Skit maker Peller has praised Uyo roads during a visit to Akwa Ibom, saying Lagos people are "over-wise" while other states deliver better infrastructure. Read the full story and reactions.

Popular Nigerian skit maker and social media personality Peller has sparked a fresh wave of online debate after comparing the roads in Uyo, the capital of Akwa Ibom State, favourably to those of Lagos — boldly declaring that Lagos residents have a habit of talking big about their city while other states quietly deliver better infrastructure on the ground.

The comment came during a visit to Akwa Ibom State, where Peller was filmed touring parts of Uyo and visibly impressed by what he found beneath his wheels. In a video that quickly made its rounds across Nigerian social media platforms, the content creator praised the condition of the roads, noting that they were smooth, well-maintained, and refreshingly free of the potholes that have become almost synonymous with driving in Lagos.
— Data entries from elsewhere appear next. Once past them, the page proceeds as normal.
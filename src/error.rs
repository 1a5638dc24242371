use thiserror::Error;

/// Result type used throughout the crate.
pub type Result<T> = std::result::Result<T, Error>;

/// Errors produced by the pool.
///
/// Misuse that the specification leaves undefined behavior for (awaiting a
/// handle from two consumers, yielding off a worker thread, unbalanced atomic
/// sections, enqueuing during [`Pool::close`](crate::Pool::close)) is not
/// represented here: it panics instead, matching the `debug_assert`-heavy
/// style of the source this crate is based on.
#[derive(Debug, Error)]
pub enum Error {
    /// A worker thread failed to spawn.
    #[error("failed to spawn worker thread: {0}")]
    InitFailure(#[from] std::io::Error),

    /// Every task slot is in use and no further stacks may be allocated.
    #[error("stack pool exhausted: {allocated} stacks already live")]
    StacksExhausted {
        /// Number of stacks currently allocated.
        allocated: usize,
    },
}
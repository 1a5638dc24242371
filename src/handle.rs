//! Synchronization endpoint between a task's producer and its result.
//!
//! Mirrors `tpool_handle` in `threadpool.c`, generalized with a timeout and
//! an abort path (`tpool_task_await(handle, timeout, timeout_val)` in a
//! later source variant). A handle is single-consumer: [`JoinHandle::join`]
//! and friends take `self` by value, so the type system rules out a second
//! awaiter rather than leaving it as unspecified behavior.
//!
//! The specification treats a task panic as marshaling nothing back through
//! the handle at all ("implementations in languages with structured error
//! propagation SHOULD catch at the wrapper boundary and surface a distinct
//! error kind"). This crate does that: a panicking task is caught at the
//! task trampoline (see `worker.rs`, grounded on the `catch_unwind` +
//! `PanicData` wrapping in `worker_pool.rs`'s `task_main`) and its payload is
//! delivered as [`Outcome::Panicked`] rather than silently dropped.

use crate::worker;
use parking_lot::{Condvar, Mutex};
use std::any::Any;
use std::marker::PhantomData;
use std::sync::Arc;
use std::time::{Duration, Instant};

/// The result of awaiting a [`JoinHandle`].
#[derive(Debug)]
pub enum Outcome<T> {
    /// The task ran to completion.
    Completed(T),
    /// The task's body panicked; the payload is whatever `std::panic::catch_unwind` caught.
    Panicked(Box<dyn Any + Send>),
    /// The deadline passed before the task completed. The task is marked
    /// for abort at its next yield; any result it later produces is
    /// discarded.
    TimedOut,
}

impl<T> Outcome<T> {
    /// Returns the completed value, or `default` for any other outcome.
    pub fn unwrap_or(self, default: T) -> T {
        match self {
            Outcome::Completed(value) => value,
            _ => default,
        }
    }

    /// Returns the completed value, resuming a caught panic or panicking
    /// with a message on timeout.
    pub fn unwrap(self) -> T {
        match self {
            Outcome::Completed(value) => value,
            Outcome::Panicked(payload) => std::panic::resume_unwind(payload),
            Outcome::TimedOut => panic!("join() deadline expired"),
        }
    }
}

pub(crate) enum Delivery {
    Value(Box<dyn Any + Send>),
    Panic(Box<dyn Any + Send>),
}

pub(crate) enum HandleState {
    Waiting,
    Finished(Delivery),
    /// Set by a timed-out awaiter; observed by the task at its next yield,
    /// at which point it is retired without delivering its result.
    Aborting,
}

pub(crate) struct RawHandle {
    state: Mutex<HandleState>,
    cond: Condvar,
}

impl RawHandle {
    pub(crate) fn new() -> Arc<Self> {
        Arc::new(Self {
            state: Mutex::new(HandleState::Waiting),
            cond: Condvar::new(),
        })
    }

    pub(crate) fn finish(&self, delivery: Delivery) {
        let mut state = self.state.lock();
        *state = HandleState::Finished(delivery);
        drop(state);
        self.cond.notify_all();
    }

    /// Called by the task's own worker at its next yield point. Returns
    /// `true` if the task should abort instead of continuing.
    pub(crate) fn should_abort(&self) -> bool {
        matches!(*self.state.lock(), HandleState::Aborting)
    }
}

/// A handle to a spawned task's eventual result.
///
/// Awaiting consumes the handle: there is no way to observe a result twice,
/// and the type system rules out two concurrent awaiters.
pub struct JoinHandle<T> {
    raw: Arc<RawHandle>,
    _marker: PhantomData<fn() -> T>,
}

impl<T: Send + 'static> JoinHandle<T> {
    pub(crate) fn new(raw: Arc<RawHandle>) -> Self {
        Self {
            raw,
            _marker: PhantomData,
        }
    }

    /// Blocks (or, on a worker thread, yields) until the task completes.
    /// Panics if the task itself panicked.
    pub fn join(self) -> T {
        self.join_timeout(None).unwrap()
    }

    /// Waits at most `timeout` for the task to complete.
    pub fn join_timeout(self, timeout: Option<Duration>) -> Outcome<T> {
        let on_worker = worker::is_worker();
        let deadline = timeout.map(|d| Instant::now() + d);

        let mut state = self.raw.state.lock();
        loop {
            match &*state {
                HandleState::Waiting => {}
                HandleState::Finished(_) => break,
                HandleState::Aborting => unreachable!("only an awaiter sets Aborting"),
            }

            if on_worker {
                // A worker must never block its OS thread on another task's
                // completion: that dependency might only ever run on this
                // very thread. Yield back to the scheduler instead, which
                // may resume us on a different worker entirely.
                drop(state);
                worker::yield_now();
                state = self.raw.state.lock();

                if let Some(deadline) = deadline {
                    if Instant::now() >= deadline && matches!(&*state, HandleState::Waiting) {
                        *state = HandleState::Aborting;
                        drop(state);
                        return Outcome::TimedOut;
                    }
                }
            } else if let Some(deadline) = deadline {
                let now = Instant::now();
                if now >= deadline {
                    *state = HandleState::Aborting;
                    drop(state);
                    return Outcome::TimedOut;
                }
                let timed_out = self
                    .raw
                    .cond
                    .wait_for(&mut state, deadline - now)
                    .timed_out();
                if timed_out && matches!(&*state, HandleState::Waiting) {
                    *state = HandleState::Aborting;
                    drop(state);
                    return Outcome::TimedOut;
                }
            } else {
                self.raw.cond.wait(&mut state);
            }
        }

        match std::mem::replace(&mut *state, HandleState::Aborting) {
            HandleState::Finished(Delivery::Value(result)) => Outcome::Completed(
                *result
                    .downcast::<T>()
                    .expect("task result type mismatch with JoinHandle<T>"),
            ),
            HandleState::Finished(Delivery::Panic(payload)) => Outcome::Panicked(payload),
            _ => unreachable!(),
        }
    }

    /// Like [`join_timeout`](Self::join_timeout), but returns `default` for
    /// a timeout and resumes the panic for a panicked task — the literal
    /// shape of `tpool_task_await(handle, timeout, timeout_val)`.
    pub fn join_or(self, timeout: Duration, default: T) -> T {
        self.join_timeout(Some(timeout)).unwrap_or(default)
    }
}

#[cfg(test)]
mod tests {
    use super::*;

    #[test]
    fn finish_then_join_returns_value() {
        let raw = RawHandle::new();
        raw.finish(Delivery::Value(Box::new(42i32)));
        let handle: JoinHandle<i32> = JoinHandle::new(raw);
        assert_eq!(handle.join(), 42);
    }

    #[test]
    fn join_timeout_outside_pool_returns_timed_out_on_expiry() {
        let raw = RawHandle::new();
        let handle: JoinHandle<i32> = JoinHandle::new(raw);
        let result = handle.join_timeout(Some(Duration::from_millis(20)));
        assert!(matches!(result, Outcome::TimedOut));
    }

    #[test]
    fn join_or_returns_default_on_timeout() {
        let raw = RawHandle::new();
        let handle: JoinHandle<i32> = JoinHandle::new(raw);
        assert_eq!(handle.join_or(Duration::from_millis(20), -1), -1);
    }

    #[test]
    fn panic_delivery_resumes_on_unwrap() {
        let raw = RawHandle::new();
        raw.finish(Delivery::Panic(Box::new("boom")));
        let handle: JoinHandle<i32> = JoinHandle::new(raw);
        let result = std::panic::catch_unwind(std::panic::AssertUnwindSafe(|| handle.join()));
        assert!(result.is_err());
    }
}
He did not hold back in making the contrast explicit.

“Lagos people are just over-wise, but when it comes to roads, other states have more beautiful roads with no potholes,” Peller said, delivering the verdict with the casual confidence of someone reporting a firsthand experience rather than making a theoretical argument. The statement was simple, direct, and — for a large section of Nigerians watching — deeply relatable.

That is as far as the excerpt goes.